THE ILLINOIZE: Thursday Free for All
February 10, 2022
Good morning and happy Thursday.
I was putting the finishing touches on the e-mail last night after we put the baby down and my wife had the Olympics on TV when sorta-GOP candidate for Governor Richard Irvin’s campaign spot came on the Chicago NBC station.
She asked how much Irvin’s campaign spent on the 30-second commercial. Broadcast rates in Chicago are among the highest in the country and those get jacked up during a high profile event like the Olympics.
I looked it up. Irvin’s campaign spent $20,000 for the spot. A typical primetime spot would probably run in the $500-$1,000 range. So, yeah, the spending is already off the charts.
Thanks so much for all of your support as we continue to grow The Illinoize. Thank you for sharing our content on social media and sending us thoughts and ideas. But, we need you to join us as a paid subscriber to continue to provide our content for you.
A year-long subscription gets you three newsletters per week as well as our two Free for All e-mails. It also gets you breaking news alerts, exclusives, and previews of things like videos before everyone gets them.
It’s just $75 per year or $7.99 per month. Join us and our growing community by clicking below.
As always, drop me a note at patrick@theillinoize.com with questions, comments, thoughts, concerns, and suggestions. I love to hear from you.
Let’s get to it.
YOUR THURSDAY FREE FOR ALL
(note: we’re not responsible for paywalls and restrictions from other news outlets)

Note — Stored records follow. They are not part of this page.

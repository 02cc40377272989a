use dialoguer::{Confirm, Select};
use strsim::jaro_winkler;

use crate::error::{PortionError, Result};
use crate::models::ItemRecord;

/// Similarity a fuzzy match must exceed to be offered.
const FUZZY_THRESHOLD: f64 = 0.7;

/// Most fuzzy matches shown in a selection list.
const MAX_SUGGESTIONS: usize = 5;

/// Records whose product name resembles `query`, best match first.
pub fn fuzzy_candidates<'r>(records: &'r [ItemRecord], query: &str) -> Vec<(&'r ItemRecord, f64)> {
    let query = query.trim().to_lowercase();
    let mut candidates: Vec<(&ItemRecord, f64)> = records
        .iter()
        .map(|r| (r, jaro_winkler(&r.product.name.to_lowercase(), &query)))
        .filter(|(_, score)| *score > FUZZY_THRESHOLD)
        .collect();

    candidates.sort_by(|a, b| b.1.partial_cmp(&a.1).unwrap_or(std::cmp::Ordering::Equal));
    candidates
}

/// Find the record a user meant by `query` and return its id.
///
/// Exact (case-insensitive) name or id matches resolve silently; otherwise the
/// user confirms a single fuzzy match or picks from several.
pub fn resolve_item_name(records: &[ItemRecord], query: &str) -> Result<String> {
    let wanted = query.trim().to_lowercase();
    if let Some(record) = records
        .iter()
        .find(|r| r.id.to_lowercase() == wanted || r.product.name.to_lowercase() == wanted)
    {
        return Ok(record.id.clone());
    }

    let candidates = fuzzy_candidates(records, query);
    match candidates.as_slice() {
        [] => Err(PortionError::ItemNotFound(query.to_string())),
        [(record, _)] => {
            let confirm = prompt_yes_no(&format!("Did you mean '{}'?", record.product.name), true)?;
            if confirm {
                Ok(record.id.clone())
            } else {
                Err(PortionError::ItemNotFound(query.to_string()))
            }
        }
        _ => {
            let options: Vec<&ItemRecord> = candidates
                .iter()
                .take(MAX_SUGGESTIONS)
                .map(|(r, _)| *r)
                .collect();

            let mut labels: Vec<String> = options
                .iter()
                .map(|r| format!("{} ({})", r.product.name, r.id))
                .collect();
            labels.push("None of these".to_string());

            let selection = Select::new()
                .with_prompt(format!("Which item did you mean by '{}'?", query))
                .items(&labels)
                .default(0)
                .interact()?;

            options
                .get(selection)
                .map(|r| r.id.clone())
                .ok_or_else(|| PortionError::ItemNotFound(query.to_string()))
        }
    }
}

/// Prompt for yes/no confirmation.
pub fn prompt_yes_no(prompt: &str, default: bool) -> Result<bool> {
    Ok(Confirm::new()
        .with_prompt(prompt)
        .default(default)
        .interact()?)
}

Gov. J.B. Pritzker will lift indoor mask mandate on Feb. 28, but rules will remain in place for schools (Chicago Tribune)
Illinois Gov. J.B. Pritzker will lift his indoor mask mandate for most public places on Feb. 28 if the state’s largest coronavirus surge continues to subside, a move that comes as Democratic governors across the country begin loosening rules in response to improving data and an increasingly pandemic-weary public.
Pritzker is not dropping masking rules for schools, however, as his administration seeks to overturn last week’s court ruling that called into question his legal authority for mandating face coverings, quarantines and, for school staff members, vaccinations or testing.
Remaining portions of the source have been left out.